Pas de printemps heureux pour les 8 millions d’enfants qui meurent chaque année…

 Le sommet de Deauville s’achève aujourd’hui par une déclaration de bonnes intentions qui ressemblent encore et toujours à de nouvelles promesses sans lendemain. Mais surtout elles ne comportent aucune idée nouvelle pour les 8 millions d’enfants de moins de 5 ans qui meurent chaque année de causes évitables.

Vision du Monde rappelle aux dirigeants des pays les plus industrialisés que s’ils comptent inspirer un nouveau monde, ils doivent tenir leurs promesses en faveur de la sécurité alimentaire et de la santé maternelle et infantile.

Certes, Vision du Monde salue les efforts des dirigeants du G8 sur des sujets comme la redevabilité mutuelle, la transparence ou le renforcement des sociétés civiles des pays luttant pour leur liberté. Mais si l’on se place du côté des 8 millions d’enfants qui meurent chaque année avant l’âge de 5 ans, que peut-on espérer pour eux ? Si l’on se place du côté des 350 000 femmes qui périssent pendant leurs grossesses ou du milliard de personnes qui souffrent de la faim, quelle bonne nouvelle pour eux à l’issu de ce G8 ? Car la déclaration des pays les plus industrialisés ne comprend aucun plan d’action ni de calendrier pour la mise en œuvre et le suivi de leurs engagements en faveur de la sécurité alimentaire (initiative de l’Aquila) et de la santé materno-infantile (initiative de Muskoka).

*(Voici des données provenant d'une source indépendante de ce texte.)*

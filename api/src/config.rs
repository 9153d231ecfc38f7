use std::{env, net::SocketAddr, path::PathBuf, time::Duration};

use axum::http::HeaderValue;
use thiserror::Error;

use crate::rate_limit::{AttemptLimit, RateLimitAction, RateLimitPolicy};

const DEFAULT_PORT: u16 = 3001;
const DEFAULT_ALLOWED_ORIGINS: &[&str] = &[
    "http://localhost:8080",
    "http://localhost:8081",
    "http://localhost:8000",
    "http://127.0.0.1:8000",
    "http://127.0.0.1:8080",
];

#[derive(Error, Debug)]
pub enum ConfigError {
    #[error("invalid value for {key}: `{value}`")]
    Invalid { key: &'static str, value: String },

    #[error("failed to read breach corpus at {path}: {source}")]
    BreachCorpus {
        path: PathBuf,
        #[source]
        source: std::io::Error,
    },
}

#[derive(Debug, Clone, Copy, PartialEq, Eq)]
pub enum LogFormat {
    Plain,
    Json,
}

#[derive(Debug, Clone)]
pub struct AppConfig {
    pub port: u16,
    pub database_url: Option<String>,
    pub breach_corpus_path: Option<PathBuf>,
    pub allowed_origins: Vec<HeaderValue>,
    pub log_format: LogFormat,
    pub rate_limits: RateLimitPolicy,
    pub purge_interval: Duration,
}

impl AppConfig {
    pub fn from_env() -> Result<Self, ConfigError> {
        Self::from_lookup(|key| env::var(key).ok())
    }

    /// Build the config from any key lookup; `from_env` passes the process
    /// environment.
    pub fn from_lookup(lookup: impl Fn(&str) -> Option<String>) -> Result<Self, ConfigError> {
        let port = match lookup("PORT") {
            Some(raw) => raw
                .parse::<u16>()
                .map_err(|_| ConfigError::Invalid { key: "PORT", value: raw })?,
            None => DEFAULT_PORT,
        };

        let origins = lookup("CORS_ALLOWED_ORIGINS")
            .map(|raw| {
                raw.split(',')
                    .map(str::trim)
                    .filter(|s| !s.is_empty())
                    .map(str::to_string)
                    .collect::<Vec<_>>()
            })
            .unwrap_or_else(|| DEFAULT_ALLOWED_ORIGINS.iter().map(|s| s.to_string()).collect());

        let allowed_origins = origins
            .into_iter()
            .map(|origin| {
                HeaderValue::from_str(&origin).map_err(|_| ConfigError::Invalid {
                    key: "CORS_ALLOWED_ORIGINS",
                    value: origin.clone(),
                })
            })
            .collect::<Result<Vec<_>, _>>()?;

        let log_format = match lookup("LOG_FORMAT").as_deref() {
            Some("json") => LogFormat::Json,
            _ => LogFormat::Plain,
        };

        let non_empty = |key: &str| lookup(key).filter(|v| !v.trim().is_empty());

        Ok(Self {
            port,
            database_url: non_empty("DATABASE_URL"),
            breach_corpus_path: non_empty("BREACH_CORPUS_PATH").map(PathBuf::from),
            allowed_origins,
            log_format,
            rate_limits: rate_limits_from(&lookup),
            purge_interval: Duration::from_secs(lookup_u64(
                &lookup,
                "RATE_LIMIT_PURGE_INTERVAL_SECONDS",
                60,
            )),
        })
    }

    pub fn listen_addr(&self) -> SocketAddr {
        SocketAddr::from(([0, 0, 0, 0], self.port))
    }
}

/// `RATE_LIMIT_<ACTION>_MAX_ATTEMPTS` and `RATE_LIMIT_<ACTION>_WINDOW_SECONDS`
/// override the built-in limits per action.
pub fn rate_limits_from(lookup: &impl Fn(&str) -> Option<String>) -> RateLimitPolicy {
    RateLimitAction::ALL
        .iter()
        .fold(RateLimitPolicy::default(), |policy, action| {
            let default = action.default_limit();
            let name = action.env_name();
            let max_attempts = lookup_u32(
                lookup,
                &format!("RATE_LIMIT_{name}_MAX_ATTEMPTS"),
                default.max_attempts,
            );
            let window = lookup_u64(
                lookup,
                &format!("RATE_LIMIT_{name}_WINDOW_SECONDS"),
                default.window.as_secs(),
            );
            policy.with_limit(*action, AttemptLimit::new(max_attempts, Duration::from_secs(window)))
        })
}

fn lookup_u32(lookup: &impl Fn(&str) -> Option<String>, key: &str, default: u32) -> u32 {
    match lookup(key) {
        Some(raw) => match raw.parse::<u32>() {
            Ok(value) if value > 0 => value,
            _ => {
                tracing::warn!("Invalid value for {key} (`{raw}`), using default {default}");
                default
            }
        },
        None => default,
    }
}

fn lookup_u64(lookup: &impl Fn(&str) -> Option<String>, key: &str, default: u64) -> u64 {
    match lookup(key) {
        Some(raw) => match raw.parse::<u64>() {
            Ok(value) if value > 0 => value,
            _ => {
                tracing::warn!("Invalid value for {key} (`{raw}`), using default {default}");
                default
            }
        },
        None => default,
    }
}

#[cfg(test)]
mod tests {
    use super::*;
    use std::collections::HashMap;

    fn vars(pairs: &[(&str, &str)]) -> impl Fn(&str) -> Option<String> {
        let map: HashMap<String, String> = pairs
            .iter()
            .map(|(k, v)| (k.to_string(), v.to_string()))
            .collect();
        move |key: &str| map.get(key).cloned()
    }

    #[test]
    fn test_rate_limit_overrides() {
        let policy = rate_limits_from(&vars(&[
            ("RATE_LIMIT_PASSWORD_RESET_MAX_ATTEMPTS", "7"),
            ("RATE_LIMIT_PASSWORD_RESET_WINDOW_SECONDS", "not-a-number"),
        ]));

        let limit = policy.limit_for(RateLimitAction::PasswordReset);
        assert_eq!(limit.max_attempts, 7);
        assert_eq!(limit.window, Duration::from_secs(3600));
        assert_eq!(
            policy.limit_for(RateLimitAction::Login),
            RateLimitAction::Login.default_limit()
        );
    }

    #[test]
    fn test_zero_is_rejected() {
        assert_eq!(lookup_u32(&vars(&[("ATTEMPTS", "0")]), "ATTEMPTS", 5), 5);
        assert_eq!(lookup_u64(&vars(&[]), "ATTEMPTS", 9), 9);
    }

    #[test]
    fn test_defaults_without_any_variables() {
        let config = AppConfig::from_lookup(vars(&[])).unwrap();
        assert_eq!(config.port, DEFAULT_PORT);
        assert_eq!(config.allowed_origins.len(), DEFAULT_ALLOWED_ORIGINS.len());
        assert_eq!(config.log_format, LogFormat::Plain);
        assert!(config.database_url.is_none());
        assert_eq!(config.purge_interval, Duration::from_secs(60));
    }

    #[test]
    fn test_blank_database_url_is_ignored() {
        let config = AppConfig::from_lookup(vars(&[
            ("DATABASE_URL", "   "),
            ("LOG_FORMAT", "json"),
            ("CORS_ALLOWED_ORIGINS", "https://app.example.com, "),
        ]))
        .unwrap();
        assert!(config.database_url.is_none());
        assert_eq!(config.log_format, LogFormat::Json);
        assert_eq!(config.allowed_origins, vec![HeaderValue::from_static("https://app.example.com")]);
    }

    #[test]
    fn test_invalid_port_is_fatal() {
        let err = AppConfig::from_lookup(vars(&[("PORT", "http")])).unwrap_err();
        assert!(matches!(err, ConfigError::Invalid { key: "PORT", .. }));
    }
}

Dans ce domaine en particulier, Vision du Monde appelle les pays du G8 à mettre en place les indicateurs sur la santé materno-infantile et les recommandations de la Commission de l’information et de la redevabilité de l’OMS, dont le président de Vision du Monde est l’un des commissaires. Cela permettra une meilleure transparence et traçabilité de l’aide, indispensable pour que les pays du G8 tiennent leurs promesses en faveur du développement.